The maximum resistor value, RPH_CT, that can be programmed for the DRV10983 is 18.5 Ω, which represents Rmdig = 1920 and an encoded Rm[6:0] value of 0x7Fh. The minimum resistor the DRV10983 supports is 0.029 Ω, RPH_CT, which represents Rmdig = 3.

For convenience, the encoded value for Rm[6:0] can also be obtained from Table 2.

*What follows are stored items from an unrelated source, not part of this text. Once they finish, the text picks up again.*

//! URL canonicalization and cache keys

use sha2::{Digest, Sha256};
use url::Url;

/// Canonical form of `url` for cache lookups.
///
/// Lowercases the host, drops the fragment and a default port, turns an
/// empty path into `/` and sorts query pairs by key (stable for repeated
/// keys). Unparseable input comes back trimmed and otherwise untouched.
#[must_use]
pub fn normalize_url(url: &str) -> String {
    let Ok(mut parsed) = Url::parse(url.trim()) else {
        return url.trim().to_string();
    };

    parsed.set_fragment(None);

    // `Url` already lowercases special-scheme hosts and drops default ports
    if parsed.port().is_some() && parsed.port() == default_port(parsed.scheme()) {
        let _ = parsed.set_port(None);
    }
    if parsed.path().is_empty() {
        parsed.set_path("/");
    }

    let mut pairs: Vec<(String, String)> = parsed
        .query_pairs()
        .map(|(k, v)| (k.into_owned(), v.into_owned()))
        .collect();
    if pairs.is_empty() {
        parsed.set_query(None);
    } else {
        pairs.sort_by(|a, b| a.0.cmp(&b.0));
        parsed.query_pairs_mut().clear().extend_pairs(pairs);
    }

    parsed.to_string()
}

/// SHA-256 hex digest of the canonical URL
#[must_use]
pub fn cache_key(url: &str) -> String {
    hex::encode(Sha256::digest(normalize_url(url).as_bytes()))
}

fn default_port(scheme: &str) -> Option<u16> {
    match scheme {
        "http" => Some(80),
        "https" => Some(443),
        _ => None,
    }
}

#[cfg(test)]
mod tests {
    use super::*;
    use proptest::prelude::*;

    #[test]
    fn equivalent_urls_share_a_key() {
        assert_eq!(
            cache_key("https://Example.com:443/a?b=2&a=1"),
            cache_key("https://example.com/a?a=1&b=2")
        );
        assert_eq!(
            cache_key("http://example.com:80#top"),
            cache_key("http://EXAMPLE.com/")
        );
    }

    #[test]
    fn meaningful_differences_keep_distinct_keys() {
        assert_ne!(cache_key("https://example.com/a"), cache_key("https://example.com/b"));
        assert_ne!(cache_key("https://example.com/"), cache_key("http://example.com/"));
        assert_ne!(
            cache_key("https://example.com/?a=1"),
            cache_key("https://example.com/?a=2")
        );
        assert_ne!(
            cache_key("https://example.com:8443/"),
            cache_key("https://example.com/")
        );
    }

    #[test]
    fn canonical_form() {
        assert_eq!(
            normalize_url("HTTPS://Example.COM:443?z=1&a=2&m=3#frag"),
            "https://example.com/?a=2&m=3&z=1"
        );
        assert_eq!(normalize_url("https://example.com/?"), "https://example.com/");
    }

    #[test]
    fn repeated_keys_keep_their_order() {
        assert_eq!(
            normalize_url("https://example.com/?b=1&a=2&a=1"),
            "https://example.com/?a=2&a=1&b=1"
        );
    }

    #[test]
    fn key_is_sha256_hex() {
        let key = cache_key("https://example.com/");
        assert_eq!(key.len(), 64);
        assert!(key.chars().all(|c| c.is_ascii_hexdigit()));
    }

    proptest! {
        #[test]
        fn normalization_is_idempotent(
            scheme in prop::sample::select(vec!["http", "https"]),
            host in "[a-zA-Z][a-zA-Z0-9]{0,10}(\\.[a-zA-Z]{2,5}){1,2}",
            port in prop::option::of(prop::sample::select(vec![80u16, 443, 8080])),
            path in "(/[a-zA-Z0-9_%-]{0,8}){0,3}",
            query in prop::collection::vec(("[a-z]{1,4}", "[a-zA-Z0-9 +%&=]{0,6}"), 0..4),
            fragment in prop::option::of("[a-z]{0,6}"),
        ) {
            let mut url = format!("{scheme}://{host}");
            if let Some(port) = port {
                url.push_str(&format!(":{port}"));
            }
            url.push_str(&path);
            if !query.is_empty() {
                let q: Vec<String> = query.iter().map(|(k, v)| format!("{k}={v}")).collect();
                url.push('?');
                url.push_str(&q.join("&"));
            }
            if let Some(fragment) = fragment {
                url.push('#');
                url.push_str(&fragment);
            }

            let once = normalize_url(&url);
            prop_assert_eq!(normalize_url(&once), once);
        }
    }
}
//! Automation-hiding measures for stealth pages
//!
//! Scripts are registered with `Page.addScriptToEvaluateOnNewDocument`, so
//! they must be injected on a blank page before navigating to the target.

use anyhow::Result;
use chromiumoxide::{Page, cdp};
use futures::future::join_all;
use tracing::{debug, warn};

mod profile;
mod scripts;

pub use profile::StealthProfile;

/// Register every evasion script and drop "Headless" from the user agent.
///
/// Individual script failures are logged; only a total failure is an error.
pub async fn inject(page: &Page, profile: &StealthProfile) -> Result<()> {
    let seed: [u8; 16] = rand::random();
    let bootstrap = profile.bootstrap_script(&hex::encode(seed));

    // The bootstrap must land before the scripts that read it
    add_script(page, bootstrap).await?;

    let results = join_all(scripts::EVASIONS.iter().map(|(name, source)| async move {
        (*name, add_script(page, (*source).to_string()).await)
    }))
    .await;

    let mut injected = 0usize;
    for (name, result) in results {
        match result {
            Ok(()) => injected += 1,
            Err(e) => warn!("Failed to inject evasion {name}: {e}"),
        }
    }
    if injected == 0 {
        anyhow::bail!("Failed to inject any stealth scripts");
    }

    let version = page
        .execute(cdp::browser_protocol::browser::GetVersionParams {})
        .await?;
    let user_agent = version.user_agent.replace("HeadlessChrome", "Chrome");

    page.execute(cdp::browser_protocol::network::SetUserAgentOverrideParams {
        user_agent,
        accept_language: Some(profile.accept_language.clone()),
        platform: Some(profile.platform.clone()),
        user_agent_metadata: None,
    })
    .await?;

    debug!("Stealth injection complete: {injected}/{} evasions", scripts::EVASIONS.len());
    Ok(())
}

async fn add_script(page: &Page, source: String) -> Result<()> {
    page.execute(
        cdp::browser_protocol::page::AddScriptToEvaluateOnNewDocumentParams {
            source,
            include_command_line_api: None,
            world_name: None,
            run_immediately: None,
        },
    )
    .await?;
    Ok(())
}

Table 2. Motor Phase Resistance Look-Up Table

RPH_CT (Ω) RM[6:0] HEX RPH_CT (Ω) RM[6:0] HEX RPH_CT (Ω) RM[6:0] HEX
0.0000 000 0000 00 0.309 010 1000 28 2.47 101 1000 58
0.0097 000 0001 01 0.348 010 1001 29 2.78 101 1001 59
0.0193 000 0010 02 0.387 010 1010 2A 3.09 101 1010 5A
0.029 000 0011 03 0.426 010 1011 2B 3.4 101 1011 5B
0.0387 000 0100 04 0.464 010 1100 2C 3.71 101 1100 5C
0.0484 000 0101 05 0.503 010 1101 2D 4.02 101 1101 5D
0.058 000 0110 06 0.542 010 1110 2E 4.33 101 1110 5E
0.0677 000 0111 07 0.58 010 1111 2F 4.64 101 1111 5F
0.0774 000 1000 08 0.619 011 1000 38 4.95 110 1000 68
0.087 000 1001 09 0.696 011 1001 39 5.57 110 1001 69
0.0967 000 1010 0A 0.773 011 1010 3A 6.18 110 1010 6A
0.106 000 1011 0B 0.851 011 1011 3B 6.8 110 1011 6B
0.116 000 1100 0C 0.928 011 1100 3C 7.42 110 1100 6C
0.126 000 1101 0D 1 011 1101 3D 8.04 110 1101 6D
0.135 000 1110 0E 1.08 011 1110 3E 8.66 110 1110 6E
0.145 000 1111 0F 1.16 011 1111 3F 9.28 110 1111 6F
0.155 001 1000 18 1.23 100 1000 48 9.9 111 1000 78
0.174 001 1001 19 1.39 100 1001 49 11.1 111 1001 79
0.193 001 1010 1A 1.54 100 1010 4A 12.3 111 1010 7A
0.213 001 1011 1B 1.7 100 1011 4B 13.6 111 1011 7B
0.232 001 1100 1C 1.85 100 1100 4C 14.8 111 1100 7C
0.251 001 1101 1D 2.01 100 1101 4D 16 111 1101 7D
0.271 001 1110 1E 2.16 100 1110 4E 17.3 111 1110 7E
0.29 001 1111 1F 2.32 100 1111 4F 18.5 111 1111 7F